First Things First: Don’t Feel Pressured to Feel a Certain Way
The feelings I had after giving birth scared me. They scared me because I didn’t have many feelings at all. It felt like an alternate reality. I was no longer pregnant, but I never went into labor, and I didn’t get to hold my babies. They were immediately taken away. I had a rough recovery and didn’t see them for more than 24 hours. Not because I couldn’t, but because I was afraid to. I went home five days later, never having held them (I wasn’t allowed to), and returned every day but one for 56 days. I finally got to hold my son and daughter after two weeks.

Until then, all I could do was sit by their isolettes, pump, lay pressure on their tiny bodies, and just be. It took weeks to feel like a mom, to connect to them, and start to feel that love grow. NICU or not, not everyone feels that instantaneous love that movies and social media often portray. Love, at first sight, is not what everyone feels, and that is ok. We need to talk openly about that so it’s normalized and women don’t think something is wrong with them if the love takes time to grow.

Second: Find Your Voice
Your friends and family won’t really know what to do. Sometimes people respond by giving you more space than you want or need (which can feel like they don’t care) or laying it on too thick with constant checking in. Be vocal about what you do and don’t want or need from them. Finding your voice in the midst of the journey is key for processing and navigating. The sooner it’s found the better.

And on That Note…
If you need more time with a doctor during rounds, don’t let them rush you. It’s always helpful to let one of your nurses know you have questions and need more time so they can prep the doctor beforehand. Ask questions until you understand what you’re told. Doctors often forget not to talk to us like we’re another doctor. If you don’t like how a nurse interacts with you, or how they are with your child, ask for another one. You are the only one who will advocate for yourself and your baby—you have to find your voice even when it’s uncomfortable.

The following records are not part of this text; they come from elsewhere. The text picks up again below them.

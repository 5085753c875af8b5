//! Schema registry: discovery, caching and everything derived from the
//! cached schemas

pub mod analysis;
pub mod expression;
pub mod scenario;
pub mod schema_registry;
pub mod slot;
pub mod summary;

pub use analysis::*;
pub use expression::{resolve_full_name, NameContext, COMMON_NAME_COLUMNS, UNKNOWN_NAME};
pub use scenario::*;
pub use schema_registry::*;
pub use slot::*;
pub use summary::*;
use anyhow::{Context, Result};
use column_discovery::{
    cli::{Cli, Commands, DEFAULT_CATALOG, DEFAULT_DATASET},
    registry::{RegistrySlot, Scenario, SchemaRegistry},
    DiscoveryConfig, SqliteSource, TableSchema,
};
use serde::Serialize;
use std::collections::BTreeMap;
use std::fs;
use std::io;
use std::path::Path;
use std::rc::Rc;
use tracing_subscriber::EnvFilter;

fn init_tracing(verbose: bool) {
    let default_level = if verbose { "debug" } else { "info" };
    let filter =
        EnvFilter::try_from_default_env().unwrap_or_else(|_| EnvFilter::new(default_level));

    tracing_subscriber::fmt()
        .with_env_filter(filter)
        .with_writer(io::stderr)
        .init();
}

fn print_json<T: Serialize + ?Sized>(value: &T) -> Result<()> {
    let json = serde_json::to_string_pretty(value).context("Failed to serialize output")?;
    println!("{}", json);
    Ok(())
}

/// Everything a command needs: the slot owning the registry plus the
/// resolved catalog/dataset
struct Session {
    slot: RegistrySlot,
    catalog: String,
    dataset: String,
}

impl Session {
    fn open(cli: &Cli, db: &Path) -> Result<Self> {
        let config = DiscoveryConfig::load(cli.config.as_deref())
            .context("Failed to load configuration")?;

        let catalog = cli
            .catalog
            .clone()
            .or_else(|| config.catalog.clone())
            .unwrap_or_else(|| DEFAULT_CATALOG.to_string());
        let dataset = cli
            .dataset
            .clone()
            .or_else(|| config.dataset.clone())
            .unwrap_or_else(|| DEFAULT_DATASET.to_string());

        let source = SqliteSource::open(db)
            .with_context(|| format!("Failed to open database {:?}", db))?;
        let mut session = Self {
            slot: RegistrySlot::new(Rc::new(source)),
            catalog,
            dataset,
        };

        session
            .registry()
            .set_sample_dataset(config.sample_dataset.as_str());

        let seeded = config
            .seed(session.registry())
            .context("Failed to seed configured tables")?;
        if seeded > 0 {
            tracing::info!(tables = seeded, "Seeded configured tables");
        }

        Ok(session)
    }

    fn registry(&mut self) -> &mut SchemaRegistry {
        self.slot
            .get(Some(self.catalog.as_str()), Some(self.dataset.as_str()))
    }

    fn discover(&mut self, table: &str) -> Rc<TableSchema> {
        let (catalog, dataset) = (self.catalog.clone(), self.dataset.clone());
        self.registry().discover(&catalog, &dataset, table)
    }
}

fn main() -> Result<()> {
    let cli = Cli::parse_args();
    init_tracing(cli.verbose);

    match &cli.command {
        Commands::Discover { db, tables } => {
            let mut session = Session::open(&cli, db)?;
            let schemas: BTreeMap<&str, Rc<TableSchema>> = tables
                .iter()
                .map(|t| (t.as_str(), session.discover(t)))
                .collect();
            let schemas: BTreeMap<&str, &TableSchema> =
                schemas.iter().map(|(t, s)| (*t, s.as_ref())).collect();
            print_json(&schemas)?;
        }

        Commands::FullName { db, table } => {
            let mut session = Session::open(&cli, db)?;
            println!("{}", session.registry().full_name_expression(table));
        }

        Commands::Map { db, table, field } => {
            let mut session = Session::open(&cli, db)?;
            session.discover(table);
            println!("{}", session.registry().map_column(table, field));
        }

        Commands::Analyze { db, table, logic } => {
            let mut session = Session::open(&cli, db)?;
            session.discover(table);
            let analysis = session.registry().analyze_derivation_logic(logic, table);
            print_json(&analysis)?;
        }

        Commands::Scenarios { db, scenarios } => {
            let text = fs::read_to_string(scenarios)
                .with_context(|| format!("Failed to read scenarios {:?}", scenarios))?;
            let records: Vec<Scenario> =
                serde_json::from_str(&text).context("Failed to parse scenarios")?;

            let mut session = Session::open(&cli, db)?;
            let registry = session.registry();
            let discovered = registry.discover_all_from_scenarios(&records);
            tracing::info!(tables = discovered.len(), "Discovered scenario tables");
            print_json(&registry.summarize())?;
        }

        Commands::ListTables { db } => {
            let mut session = Session::open(&cli, db)?;
            let mut keys: Vec<&str> = session.registry().cache_keys().collect();
            keys.sort_unstable();

            if keys.is_empty() {
                println!("No configured tables");
            } else {
                println!("Configured tables:\n");
                for key in keys {
                    println!("  {}", key);
                }
            }
        }

        Commands::Describe { db, table } => {
            let mut session = Session::open(&cli, db)?;
            if session.registry().describe(table).is_none() {
                session.discover(table);
            }
            match session.registry().describe(table) {
                Some(description) => println!("{}", description),
                None => println!("Table '{}' not found", table),
            }
        }
    }

    Ok(())
}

The Role of the Social Worker
In the NICU, social workers are your friend. “Social worker” always had a negative connotation to me, so when I was told one was going to meet with me, my first thought was they must think I did something wrong in my pregnancy that caused this “situation.” Not the case. Social workers are there to help you get services for your child when you leave the hospital. That can be in the form of financial aid and therapy assistance that is often required to get NICU babies “caught up.”

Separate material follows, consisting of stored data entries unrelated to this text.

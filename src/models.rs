use chrono::{DateTime, Utc};
use serde::{Deserialize, Serialize};

/// User role attached to an authenticated request.
#[derive(Debug, Clone, Copy, PartialEq, Eq, Serialize, Deserialize)]
#[serde(rename_all = "lowercase")]
pub enum Role {
    User,
    Admin,
}

/// Identity attached to a request for its duration. Never persisted.
#[derive(Debug, Clone, Serialize)]
pub struct AuthUser {
    pub id: String,
    pub email: String,
    pub role: Role,
}

// Project wire format - fabricated per request, there is no storage behind it
#[derive(Debug, Clone, Serialize)]
#[serde(rename_all = "camelCase")]
pub struct Project {
    pub id: String,
    pub name: String,
    pub description: String,
    pub created_at: DateTime<Utc>,
    pub owner_id: String,
}

#[derive(Debug, Deserialize)]
pub struct CreateProject {
    pub name: String,
    #[serde(default)]
    pub description: Option<String>,
}

/// Uniform success envelope used by every API handler.
#[derive(Debug, Serialize)]
pub struct ApiResponse<T> {
    pub success: bool,
    #[serde(skip_serializing_if = "Option::is_none")]
    pub data: Option<T>,
    #[serde(skip_serializing_if = "Option::is_none")]
    pub message: Option<String>,
    pub timestamp: DateTime<Utc>,
}

impl<T> ApiResponse<T> {
    pub fn ok(data: T) -> Self {
        Self {
            success: true,
            data: Some(data),
            message: None,
            timestamp: Utc::now(),
        }
    }

    pub fn with_message(data: T, message: impl Into<String>) -> Self {
        Self {
            success: true,
            data: Some(data),
            message: Some(message.into()),
            timestamp: Utc::now(),
        }
    }
}

#[derive(Debug, Serialize)]
pub struct Pagination {
    pub page: u32,
    pub limit: u32,
    pub total: u32,
    pub pages: u32,
}

/// Envelope for paginated list responses.
#[derive(Debug, Serialize)]
pub struct PagedResponse<T> {
    pub success: bool,
    pub data: Vec<T>,
    pub pagination: Pagination,
    pub timestamp: DateTime<Utc>,
}

impl<T> PagedResponse<T> {
    pub fn new(data: Vec<T>, pagination: Pagination) -> Self {
        Self {
            success: true,
            data,
            pagination,
            timestamp: Utc::now(),
        }
    }
}
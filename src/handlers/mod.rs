mod admin;
mod health;
mod profile;
mod projects;

pub use admin::admin_users;
pub use health::{api_health, health, status};
pub use profile::profile;
pub use projects::{create_project, list_projects};

use axum::extract::OriginalUri;

use crate::error::ApiError;

// 404 envelope for unmatched /api paths
pub async fn api_not_found(OriginalUri(uri): OriginalUri) -> ApiError {
    ApiError::NotFound(format!("API endpoint {} not found", uri.path()))
}
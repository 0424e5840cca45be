use axum::{Extension, Json};
use serde::Serialize;

use crate::models::{ApiResponse, AuthUser};

#[derive(Debug, Serialize)]
pub struct ProfileData {
    pub user: AuthUser,
}

/// Returns the identity the auth middleware attached to this request.
pub async fn profile(Extension(user): Extension<AuthUser>) -> Json<ApiResponse<ProfileData>> {
    Json(ApiResponse::ok(ProfileData { user }))
}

Easier Said Than Done but… Don’t Panic
There are machines and cords everywhere. If I got a crash course on the machines, it’s a blur. One day an alarm sounded for my son that sent me into a panic; it was longer, louder, and harsher sounding than any I had heard before. It was only alerting that his feeding tube “feed” had completed. Don’t try to interpret the numbers or the beeps on anything. Trust that if there is something that needs attention, a nurse, or five, will be there in an instant.

There Is an Upside
While the NICU is an uncertain place to be, you will bond with nurses and have an instant connection with other NICU parents. You’ll see new babies come and others leave while you wait. A friendly smile or knowing when to avoid eye contact can go a long way. And while there is so much uncertainty, one thing that is certain about having a NICU baby, if you are blessed to take them home, you will look at them differently and savor every single milestone.